# What needs to be done:
The output is the line holding "I: IntoIterator<Item = &'a" and all lines after it to the end of the records below; restate them unchanged and add nothing.

** Opening Source data block **

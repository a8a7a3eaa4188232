//! Descriptor inference from sample documents.
//!
//! Samples are folded into a least-upper-bound shape (`U`) that keeps at most
//! one arm per JSON kind. The join is associative, commutative and
//! idempotent, so sample order never changes the result. [`describe`] lowers
//! a shape onto a depth-ordered descriptor list, and [`emit_schema`] renders a
//! list as a Body schema that [`ContentConfig`](crate::config::ContentConfig)
//! loads back unchanged.
pub mod arr;
pub mod num;
pub mod obj;
pub mod str;

use serde_json::{Map, Value as JsonValue, json};

pub use arr::ArrC;
pub use num::NumC;
pub use obj::{FieldC, ObjC};
pub use str::StrC;

use crate::descriptor::{DateFormat, FieldDescriptor, InputKind, Range};
use crate::error::ConfigError;
use crate::value::Value;

// ------------------------------- Policy ---------------------------------- //

const STRING_ENUM_MAX: usize = 8;       // small, human-ish enum threshold
const STRING_ENUM_MAX_LEN: usize = 16;  // max literal length for enum
const NUM_ENUM_MAX: usize = 8;

// literal caps to avoid ballooning
const MAX_STR_LITS: usize = 64;
const MAX_NUM_LITS: usize = 64;

const COORDINATES_KEY: &str = "coordinates";
const DATE_FORMAT_NAME: &str = "yyyy-MM-ddTHH:mm:ss.SSS+09:00";
const ROOT_KEY: &str = "$";

// ------------------------------ State ------------------------------------ //

#[derive(Clone, Debug, Default)]
pub struct U {
    pub nullable: bool,
    pub has_bool: bool,
    pub num: Option<NumC>,
    pub str_: Option<StrC>,
    pub arr: Option<ArrC>,
    pub obj: Option<ObjC>,
}

impl U {
    pub fn empty() -> Self { Self::default() }

    pub fn is_bottom(&self) -> bool {
        !self.nullable && self.arms() == 0
    }

    /// Number of non-null kinds observed.
    fn arms(&self) -> usize {
        usize::from(self.has_bool)
            + usize::from(self.num.is_some())
            + usize::from(self.str_.is_some())
            + usize::from(self.arr.is_some())
            + usize::from(self.obj.is_some())
    }

    pub fn join(a: &Self, b: &Self) -> Self {
        Self {
            nullable: a.nullable || b.nullable,
            has_bool: a.has_bool || b.has_bool,
            num: join_arm(&a.num, &b.num, NumC::join),
            str_: join_arm(&a.str_, &b.str_, StrC::join),
            arr: join_arm(&a.arr, &b.arr, ArrC::join),
            obj: join_arm(&a.obj, &b.obj, ObjC::join),
        }
    }
}

fn join_arm<T: Clone>(a: &Option<T>, b: &Option<T>, join: fn(&T, &T) -> T) -> Option<T> {
    match (a, b) {
        (None, None) => None,
        (Some(x), None) | (None, Some(x)) => Some(x.clone()),
        (Some(x), Some(y)) => Some(join(x, y)),
    }
}

// ------------------------------ Observe ---------------------------------- //

pub fn observe_value(v: &JsonValue) -> U {
    match v {
        JsonValue::Null => U { nullable: true, ..U::default() },
        JsonValue::Bool(_) => U { has_bool: true, ..U::default() },
        JsonValue::Number(n) => U { num: Some(NumC::observe(n)), ..U::default() },
        JsonValue::String(s) => U { str_: Some(StrC::observe(s)), ..U::default() },
        JsonValue::Array(xs) => {
            let item = xs.iter().fold(U::empty(), |acc, x| U::join(&acc, &observe_value(x)));
            let len = xs.len() as u32;
            let arr = ArrC { len_min: len, len_max: len, item: Box::new(item), samples: 1 };
            U { arr: Some(arr), ..U::default() }
        }
        JsonValue::Object(map) => {
            let fields = map
                .iter()
                .map(|(k, v)| (k.clone(), FieldC { ty: observe_value(v), present_in: 1 }))
                .collect();
            U { obj: Some(ObjC { fields, seen_objects: 1 }), ..U::default() }
        }
    }
}

// ------------------------------ Describe --------------------------------- //

/// Lower an object shape onto a descriptor list.
///
/// A field missing from some samples is omittable; a field seen as `null` is
/// nullable. With `strict`, observed bounds, small integer sets and string
/// shapes become range, enumeration and pattern constraints.
pub fn describe(u: &U, strict: bool) -> Result<Vec<FieldDescriptor>, ConfigError> {
    let obj = match &u.obj {
        Some(obj) if u.arms() == 1 && !u.nullable => obj,
        _ => return Err(schema_error(ROOT_KEY, "sample root must be an object")),
    };
    let mut out = Vec::new();
    lower_object(obj, 0, strict, &mut out)?;
    tracing::debug!(fields = out.len(), strict, "descriptors inferred");
    Ok(out)
}

fn lower_object(obj: &ObjC, depth: usize, strict: bool, out: &mut Vec<FieldDescriptor>) -> Result<(), ConfigError> {
    for (key, field) in &obj.fields {
        lower_field(key, field, obj.seen_objects, depth, strict, out)?;
    }
    Ok(())
}

fn lower_field(
    key: &str,
    field: &FieldC,
    seen: u64,
    depth: usize,
    strict: bool,
    out: &mut Vec<FieldDescriptor>,
) -> Result<(), ConfigError> {
    let ty = &field.ty;
    let kind = kind_of(key, ty)?;
    let element = ty.arr.as_ref().map(|a| a.item.as_ref());

    let mut descriptor = FieldDescriptor::new(key, depth, kind);
    descriptor.omit = field.present_in < seen;
    descriptor.nullable = ty.nullable;
    match kind {
        InputKind::String => refine_string(&mut descriptor, ty.str_.as_ref(), strict),
        InputKind::ArrayString => refine_string(&mut descriptor, element.and_then(|i| i.str_.as_ref()), strict),
        InputKind::Integer32 | InputKind::Integer64 | InputKind::Real => {
            refine_number(&mut descriptor, ty.num.as_ref(), strict)
        }
        InputKind::ArrayInteger32 | InputKind::ArrayInteger64 | InputKind::ArrayReal => {
            refine_number(&mut descriptor, element.and_then(|i| i.num.as_ref()), strict)
        }
        _ => {}
    }
    tracing::trace!(key, depth, kind = %kind, omit = descriptor.omit, nullable = descriptor.nullable, "inferred");
    out.push(descriptor);

    let children = match kind {
        InputKind::Object => ty.obj.as_ref(),
        InputKind::ArrayObject => element.and_then(|i| i.obj.as_ref()),
        _ => None,
    };
    match children {
        Some(obj) => lower_object(obj, depth + 1, strict, out),
        None => Ok(()),
    }
}

fn kind_of(key: &str, ty: &U) -> Result<InputKind, ConfigError> {
    match ty.arms() {
        0 => {
            tracing::warn!(key, "only null observed, assuming string");
            return Ok(InputKind::String);
        }
        1 => {}
        _ => return Err(schema_error(key, "conflicting types across samples")),
    }
    if ty.has_bool {
        return Ok(InputKind::Boolean);
    }
    if let Some(num) = &ty.num {
        return number_kind(key, num);
    }
    if ty.str_.is_some() {
        return Ok(InputKind::String);
    }
    if let Some(arr) = &ty.arr {
        return array_kind(key, arr);
    }
    Ok(InputKind::Object)
}

fn number_kind(key: &str, num: &NumC) -> Result<InputKind, ConfigError> {
    if num.is_mixed() {
        return Err(schema_error(key, "integer and real literals are mixed"));
    }
    Ok(num.kind())
}

fn array_kind(key: &str, arr: &ArrC) -> Result<InputKind, ConfigError> {
    let item = arr.item.as_ref();
    if key == COORDINATES_KEY && item.arr.is_some() && is_number_nest(item) {
        return Ok(InputKind::Coordinates);
    }
    if item.nullable {
        return Err(schema_error(key, "null array element"));
    }
    match item.arms() {
        0 => {
            tracing::warn!(key, "only empty arrays observed, assuming array<string>");
            return Ok(InputKind::ArrayString);
        }
        1 => {}
        _ => return Err(schema_error(key, "conflicting array element types")),
    }
    if item.has_bool {
        return Ok(InputKind::ArrayBoolean);
    }
    if let Some(num) = &item.num {
        return Ok(match number_kind(key, num)? {
            InputKind::Integer32 => InputKind::ArrayInteger32,
            InputKind::Integer64 => InputKind::ArrayInteger64,
            _ => InputKind::ArrayReal,
        });
    }
    if item.str_.is_some() {
        return Ok(InputKind::ArrayString);
    }
    if item.obj.is_some() {
        return Ok(InputKind::ArrayObject);
    }
    Err(schema_error(key, "nested arrays are only supported for coordinates"))
}

fn is_number_nest(u: &U) -> bool {
    !u.nullable
        && u.arms() == 1
        && (u.num.is_some() || u.arr.as_ref().is_some_and(|a| is_number_nest(&a.item)))
}

fn refine_string(descriptor: &mut FieldDescriptor, s: Option<&StrC>, strict: bool) {
    let Some(s) = s else { return };
    descriptor.allow_empty = s.saw_empty;
    if !strict {
        return;
    }
    let all_dates = !s.overflow
        && !s.lits.is_empty()
        && s.lits.iter().all(|x| DateFormat::Iso8601Fraction.parse(x).is_some());
    if descriptor.kind == InputKind::String && all_dates {
        descriptor.date_format = Some(DateFormat::Iso8601Fraction);
        return;
    }
    descriptor.pattern = s.pattern();
}

fn refine_number(descriptor: &mut FieldDescriptor, n: Option<&NumC>, strict: bool) {
    let Some(n) = n.filter(|_| strict) else { return };
    descriptor.range = Some(Range { min: n.min.0, max: n.max.0 });
    // the loader only reads `enum` on scalar integers
    if matches!(descriptor.kind, InputKind::Integer32 | InputKind::Integer64) {
        descriptor.enumeration = n.integer_enum().unwrap_or_default();
    }
}

fn schema_error(key: &str, detail: &str) -> ConfigError {
    ConfigError::Schema { key: key.to_owned(), detail: detail.to_owned() }
}

// ------------------------------- Emission --------------------------------- //

/// Render a descriptor list as a Body schema.
///
/// `allow_empty` is written as `minLength: 0`, so on a string that also has a
/// range the loaded minimum becomes zero.
pub fn emit_schema(fields: &[FieldDescriptor]) -> JsonValue {
    let mut cursor = 0;
    object_schema(fields, &mut cursor, 0)
}

/// A complete configuration document with one route.
pub fn emit_document(route: &str, method: &str, fields: &[FieldDescriptor]) -> JsonValue {
    let parameters = json!([{ "name": "Body", "in": "body", "schema": emit_schema(fields) }]);
    let mut operation = Map::new();
    operation.insert("parameters".to_owned(), parameters);
    let mut methods = Map::new();
    methods.insert(method.to_ascii_lowercase(), JsonValue::Object(operation));
    let mut paths = Map::new();
    paths.insert(route.to_owned(), JsonValue::Object(methods));
    json!({ "swagger": "2.0", "basePath": "", "paths": paths })
}

fn object_schema(fields: &[FieldDescriptor], cursor: &mut usize, depth: usize) -> JsonValue {
    let mut properties = Map::new();
    let mut required = Vec::new();
    while let Some(field) = fields.get(*cursor).filter(|f| f.depth == depth) {
        *cursor += 1;
        let node = node_schema(field, fields, cursor);
        if !field.omit {
            required.push(JsonValue::from(field.key.clone()));
        }
        properties.insert(field.key.clone(), node);
    }
    let mut o = json!({ "type": "object", "properties": properties });
    if !required.is_empty() {
        o["required"] = JsonValue::Array(required);
    }
    o
}

fn node_schema(field: &FieldDescriptor, fields: &[FieldDescriptor], cursor: &mut usize) -> JsonValue {
    let mut node = match field.kind {
        InputKind::Object => object_schema(fields, cursor, field.depth + 1),
        InputKind::ArrayObject => json!({ "type": "array", "items": object_schema(fields, cursor, field.depth + 1) }),
        InputKind::Coordinates => coordinates_schema(field.pattern.as_deref()),
        kind => match kind.element() {
            Some(element) => json!({ "type": "array", "items": scalar_schema(element) }),
            None => scalar_schema(kind),
        },
    };

    // constraints of a scalar array live on its items schema
    let target = if field.kind.element().is_some() { &mut node["items"] } else { &mut node };
    if let Some(range) = field.range {
        let (lo, hi) = match field.kind {
            InputKind::String | InputKind::ArrayString => ("minLength", "maxLength"),
            _ => ("minimum", "maximum"),
        };
        target[lo] = json_num_pref_i64(range.min);
        target[hi] = json_num_pref_i64(range.max);
    }
    if let Some(pattern) = field.pattern.as_deref().filter(|_| field.kind != InputKind::Coordinates) {
        target["pattern"] = JsonValue::from(format!("/{pattern}/"));
    }

    if !field.enumeration.is_empty() {
        node["enum"] = field.enumeration.iter().copied().map(JsonValue::from).collect();
    }
    if field.date_format.is_some() {
        node["format"] = JsonValue::from(DATE_FORMAT_NAME);
    }
    if field.allow_empty {
        node["minLength"] = JsonValue::from(0);
    }
    if field.nullable {
        node["x-nullable"] = JsonValue::Bool(true);
    }
    if field.error_continue {
        node["x-errorContinue"] = JsonValue::Bool(true);
    }
    if let Some(default) = field.default.as_ref().and_then(default_json) {
        node["default"] = default;
    }
    node
}

fn scalar_schema(kind: InputKind) -> JsonValue {
    match kind {
        InputKind::Integer32 => json!({ "type": "integer", "format": "int32" }),
        InputKind::Integer64 => json!({ "type": "integer", "format": "int64" }),
        InputKind::Boolean => json!({ "type": "boolean" }),
        InputKind::Real => json!({ "type": "number" }),
        _ => json!({ "type": "string" }),
    }
}

fn coordinates_schema(pattern: Option<&str>) -> JsonValue {
    let parts: Vec<&str> = pattern
        .map(|p| p.split("//").map(|s| s.trim_matches('/')).filter(|s| !s.is_empty()).collect())
        .unwrap_or_default();
    let pair = match parts.as_slice() {
        [lon, lat] => json!([
            { "type": "number", "pattern": format!("/{lon}/") },
            { "type": "number", "pattern": format!("/{lat}/") },
        ]),
        _ => json!({ "type": "number" }),
    };
    json!({ "type": "array", "items": { "type": "array", "items": pair } })
}

fn default_json(value: &Value) -> Option<JsonValue> {
    match value {
        Value::String(s) => Some(JsonValue::from(s.clone())),
        Value::Int32(x) => Some(JsonValue::from(*x)),
        Value::Int64(x) => Some(JsonValue::from(*x)),
        Value::Bool(b) => Some(JsonValue::from(*b)),
        Value::Real(x) => serde_json::Number::from_f64(*x).map(JsonValue::Number),
        Value::Absent | Value::Object(_) | Value::Array(_) => None,
    }
}

// Helper: prefer emitting integers when exact
fn json_num_pref_i64(n: f64) -> JsonValue {
    if n.is_finite() && n.fract() == 0.0 && n >= i64::MIN as f64 && n <= i64::MAX as f64 {
        JsonValue::from(n as i64)
    } else {
        serde_json::Number::from_f64(n).map_or(JsonValue::Null, JsonValue::Number)
    }
}

// ------------------------------- Front API -------------------------------- //

#[derive(Debug, Default)]
pub struct Inference { state: U }

impl Inference {
    pub fn new() -> Self { Self::default() }

    pub fn observe_value(&mut self, v: &JsonValue) {
        let obs = observe_value(v);
        self.state = U::join(&self.state, &obs);
    }

    pub fn solve(&self) -> U {
        self.state.clone()
    }
}

pub fn infer_from_values<'a, I>(values: I) -> U
where
    I: IntoIterator<Item = &'a JsonValue>,
{
    values.into_iter().fold(U::empty(), |st, v| U::join(&st, &observe_value(v)))
}

// ------------------------------- Tests ------------------------------------ //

** Closing Source data block **

# Answer to this problem:
    I: IntoIterator<Item = &'a JsonValue>,
{
    values.into_iter().fold(U::empty(), |st, v| U::join(&st, &observe_value(v)))
}

// ------------------------------- Tests ------------------------------------ //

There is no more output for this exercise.